Glottal-to-Noise Excitation (GNE): The Breathiness Measure That Isn't HNR
🎯 Key Takeaways
- GNE measures the source of noise, not just its amount—it asks whether the energy across frequency bands is driven by one common glottal pulse or by independent turbulence
- It isolates breathiness—GNE specifically detects turbulent (aspiration) noise, while HNR conflates turbulence with cycle-to-cycle irregularity
- It's a ratio from 0 to 1, not decibels—higher is healthier; values below ~0.87 fall outside the typical range in PhonaLab's PVQD-derived reference
- It needs a high sampling rate—GNE requires at least 10 kHz; below that it can return plausible-looking but invalid values without warning
- Use it alongside HNR and CPP—GNE answers a question neither of them does, which is why it survives selection across every perceptual dimension
Ask a Brazilian speech-language pathologist which acoustic measure they reach for when a voice sounds breathy, and many will name GNE before HNR. That preference isn't arbitrary. The glottal-to-noise excitation ratio was designed to answer a more specific question than HNR can—and for the clinical quality of breathiness, that specificity matters.
GNE is also one of the more misunderstood measures in the toolkit. It looks like a noise measure, sits next to HNR in most software outputs, and moves in the same direction (lower with more pathology). So clinicians reasonably assume it's just "another HNR." It isn't. The two measures can disagree, and when they do, the disagreement is clinically informative rather than a sign that one of them is wrong.
This guide explains what GNE actually measures, why it isolates turbulent noise where HNR cannot, how to read its values, the recording requirement that quietly invalidates it if you ignore it, and where it fits alongside the measures you already use. It's a companion to our HNR guide—reading both makes the distinction between them concrete.
What Question Does GNE Ask?
Every acoustic measure asks an implicit question about the signal. HNR asks how much of the signal is periodic. GNE asks something subtler:
"Is the energy in different frequency bands driven by the same underlying event—or by independent noise?"
Here is the physiological intuition. When the vocal folds close and open cleanly, each glottal pulse is a single, sharp excitation. That one event injects energy across the whole spectrum at the same instant. Because every frequency band is excited by the same pulse, the bands rise and fall together—their envelopes are correlated in time.

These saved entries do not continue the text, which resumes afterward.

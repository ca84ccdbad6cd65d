//! Search and replace window

use eframe::egui;

use crate::app::AppSession;
use crate::core::search::SearchOptions;

/// Search window state
#[derive(Debug, Default)]
pub struct SearchDialog {
    pub visible: bool,
    query: String,
    replacement: String,
    options: SearchOptions,
}

impl SearchDialog {
    pub fn open(&mut self) {
        self.visible = true;
    }

    /// Show the window and run whatever the user asked for
    pub fn show(&mut self, ctx: &egui::Context, session: &mut AppSession) {
        if !self.visible {
            return;
        }

        egui::Window::new("Search & Replace")
            .collapsible(false)
            .resizable(false)
            .show(ctx, |ui| {
                let mut rerun = false;

                egui::Grid::new("search_grid").num_columns(2).show(ui, |ui| {
                    ui.label("Find:");
                    rerun |= ui.text_edit_singleline(&mut self.query).changed();
                    ui.end_row();

                    ui.label("Replace:");
                    ui.text_edit_singleline(&mut self.replacement);
                    ui.end_row();
                });

                ui.horizontal(|ui| {
                    rerun |= ui.checkbox(&mut self.options.is_regex, "Regex").changed();
                    rerun |= ui
                        .checkbox(&mut self.options.case_sensitive, "Case sensitive")
                        .changed();
                });

                if rerun {
                    // Failures are reported through the status bar
                    let _ = session.search(&self.query, self.options);
                }

                let state = session.search_state();
                let count = state.matches().len();
                match state.cursor() {
                    Some(cursor) if count > 0 => ui.label(format!("{} of {} matches", cursor + 1, count)),
                    _ => ui.label(format!("{} matches", count)),
                };

                ui.separator();

                ui.horizontal(|ui| {
                    if ui.button("Find Next").clicked() {
                        if session.search_state().matches().is_empty() {
                            let _ = session.search(&self.query, self.options);
                        } else {
                            session.find_next();
                        }
                    }
                    if ui.button("Replace").clicked() {
                        session.replace_current(&self.replacement);
                    }
                    if ui.button("Replace All").clicked() {
                        let _ = session.replace_all(&self.query, &self.replacement, self.options);
                    }
                    if ui.button("Close").clicked() {
                        self.visible = false;
                    }
                });
            });
    }
}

Turbulent airflow behaves differently. Air escaping through an incompletely closed glottis generates noise that is essentially random, and that randomness is independent from one frequency band to the next. The bands no longer move together. GNE quantifies exactly this: it measures how much the frequency bands share a common excitation. High shared excitation (clean glottal pulses) gives a high GNE; independent band activity (turbulence) drives it down.

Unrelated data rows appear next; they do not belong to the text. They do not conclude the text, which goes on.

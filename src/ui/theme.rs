//! Mapping settings onto egui visuals and text styles

use eframe::egui::{self, Color32, FontId, TextStyle};

use crate::core::config::{Settings, Theme};

const SEPIA_PANEL: Color32 = Color32::from_rgb(244, 236, 216);
const SEPIA_EDITOR: Color32 = Color32::from_rgb(250, 244, 228);
const SEPIA_TEXT: Color32 = Color32::from_rgb(91, 70, 54);

/// Visuals for a theme
pub fn visuals(theme: Theme) -> egui::Visuals {
    match theme {
        Theme::Light => egui::Visuals::light(),
        Theme::Dark => egui::Visuals::dark(),
        Theme::Sepia => {
            let mut visuals = egui::Visuals::light();
            visuals.panel_fill = SEPIA_PANEL;
            visuals.window_fill = SEPIA_PANEL;
            visuals.extreme_bg_color = SEPIA_EDITOR;
            visuals.faint_bg_color = SEPIA_EDITOR;
            visuals.override_text_color = Some(SEPIA_TEXT);
            visuals
        }
    }
}

/// Apply theme, font size and line spacing to the context
pub fn apply(ctx: &egui::Context, settings: &Settings) {
    ctx.set_visuals(visuals(settings.theme));

    let size = settings.font_size as f32;
    let spacing = size * (settings.line_height - 1.0);
    ctx.style_mut(|style| {
        style
            .text_styles
            .insert(TextStyle::Monospace, FontId::monospace(size));
        style
            .text_styles
            .insert(TextStyle::Body, FontId::proportional(size));
        style.spacing.item_spacing.y = spacing.max(2.0);
    });
}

Why this is different from "how much noise"
HNR can be lowered by anything that disrupts periodicity—turbulent air leakage or irregular, asymmetric vocal-fold vibration. GNE is largely indifferent to irregular vibration, because even irregular pulses still excite all bands together. What GNE responds to is the presence of a separate, incoherent noise source. That is what makes it a more targeted index of breathiness.
How Is GNE Calculated?
GNE was introduced by Michaelis, Gramss, and Strube in 1997. The computation, simplified, proceeds in four steps:
- 1The signal is inverse-filtered to remove the vocal-tract resonances, leaving an estimate of the glottal excitation.
- 2That excitation signal is split into a set of overlapping frequency bands using band-pass filters of fixed bandwidth.
- 3The Hilbert envelope of each band is computed, and cross-correlations are taken between band pairs whose centre frequencies are far enough apart to be independent under turbulence.
- 4GNE is the maximum of those correlation peaks: a single number between 0 and 1.
In Praat (and therefore in PhonaLab, via the Parselmouth bridge), GNE is computed with a fixed band configuration and the maximum of the resulting harmonicity object is extracted, consistent with the original definition. Holding that configuration constant is what makes the values comparable across recordings and tied to a meaningful reference range.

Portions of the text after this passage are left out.